## EXERCISE DIRECTIONS
Copy out each line of the data that holds the word "limit".

BEGIN

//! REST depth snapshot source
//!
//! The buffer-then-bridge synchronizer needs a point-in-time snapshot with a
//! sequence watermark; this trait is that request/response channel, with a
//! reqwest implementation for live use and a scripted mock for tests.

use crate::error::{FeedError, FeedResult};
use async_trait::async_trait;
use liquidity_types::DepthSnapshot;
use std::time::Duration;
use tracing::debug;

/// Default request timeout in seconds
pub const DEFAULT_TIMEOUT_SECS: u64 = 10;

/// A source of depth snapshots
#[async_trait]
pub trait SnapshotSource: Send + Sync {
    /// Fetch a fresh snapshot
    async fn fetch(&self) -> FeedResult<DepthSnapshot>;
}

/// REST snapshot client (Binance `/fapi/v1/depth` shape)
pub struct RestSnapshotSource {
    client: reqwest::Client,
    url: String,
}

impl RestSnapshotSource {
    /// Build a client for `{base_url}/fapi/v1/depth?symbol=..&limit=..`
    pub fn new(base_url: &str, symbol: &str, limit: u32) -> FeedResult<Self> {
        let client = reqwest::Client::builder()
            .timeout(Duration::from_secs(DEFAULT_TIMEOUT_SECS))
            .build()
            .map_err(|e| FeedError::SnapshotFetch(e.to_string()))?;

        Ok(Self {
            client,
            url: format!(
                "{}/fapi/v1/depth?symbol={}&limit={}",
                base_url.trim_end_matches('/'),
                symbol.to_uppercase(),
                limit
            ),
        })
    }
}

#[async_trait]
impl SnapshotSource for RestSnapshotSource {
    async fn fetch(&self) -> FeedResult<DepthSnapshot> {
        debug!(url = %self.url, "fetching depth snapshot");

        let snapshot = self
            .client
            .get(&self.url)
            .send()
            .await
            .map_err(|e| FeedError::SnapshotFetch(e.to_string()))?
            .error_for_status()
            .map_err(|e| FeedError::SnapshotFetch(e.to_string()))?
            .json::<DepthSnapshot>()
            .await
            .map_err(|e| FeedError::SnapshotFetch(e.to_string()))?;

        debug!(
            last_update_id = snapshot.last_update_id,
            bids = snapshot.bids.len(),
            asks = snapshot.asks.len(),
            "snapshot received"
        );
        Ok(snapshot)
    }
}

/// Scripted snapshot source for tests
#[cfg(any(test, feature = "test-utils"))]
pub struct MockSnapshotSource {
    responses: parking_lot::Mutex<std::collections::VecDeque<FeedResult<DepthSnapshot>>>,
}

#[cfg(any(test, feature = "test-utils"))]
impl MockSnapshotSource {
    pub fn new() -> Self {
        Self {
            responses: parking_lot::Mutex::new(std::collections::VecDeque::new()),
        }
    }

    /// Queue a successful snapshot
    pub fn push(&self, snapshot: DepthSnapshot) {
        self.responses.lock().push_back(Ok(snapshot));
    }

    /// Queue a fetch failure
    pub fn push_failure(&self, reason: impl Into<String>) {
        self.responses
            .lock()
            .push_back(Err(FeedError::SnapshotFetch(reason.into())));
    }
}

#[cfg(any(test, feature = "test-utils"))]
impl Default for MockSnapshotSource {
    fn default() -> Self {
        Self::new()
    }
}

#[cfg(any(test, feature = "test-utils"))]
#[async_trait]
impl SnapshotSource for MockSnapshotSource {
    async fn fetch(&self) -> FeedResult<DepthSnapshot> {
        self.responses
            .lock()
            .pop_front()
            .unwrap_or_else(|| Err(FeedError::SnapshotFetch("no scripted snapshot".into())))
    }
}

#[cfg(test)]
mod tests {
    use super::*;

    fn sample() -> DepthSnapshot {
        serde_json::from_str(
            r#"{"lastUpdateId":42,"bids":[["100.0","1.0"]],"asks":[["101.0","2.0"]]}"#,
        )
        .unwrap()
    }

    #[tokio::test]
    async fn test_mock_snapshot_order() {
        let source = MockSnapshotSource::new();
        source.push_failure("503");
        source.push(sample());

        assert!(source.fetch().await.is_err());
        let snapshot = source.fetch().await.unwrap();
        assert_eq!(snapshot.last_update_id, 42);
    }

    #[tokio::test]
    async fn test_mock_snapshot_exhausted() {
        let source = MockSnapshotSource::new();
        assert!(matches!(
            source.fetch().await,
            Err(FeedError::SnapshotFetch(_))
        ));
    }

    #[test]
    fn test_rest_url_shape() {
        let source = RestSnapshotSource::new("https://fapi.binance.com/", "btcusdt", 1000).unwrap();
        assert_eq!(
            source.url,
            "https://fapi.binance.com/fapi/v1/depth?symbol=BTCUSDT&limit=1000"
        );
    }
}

END

## WRITTEN RESPONSE
    /// Build a client for `{base_url}/fapi/v1/depth?symbol=..&limit=..`
    pub fn new(base_url: &str, symbol: &str, limit: u32) -> FeedResult<Self> {
                "{}/fapi/v1/depth?symbol={}&limit={}",
                limit
            "https://fapi.binance.com/fapi/v1/depth?symbol=BTCUSDT&limit=1000"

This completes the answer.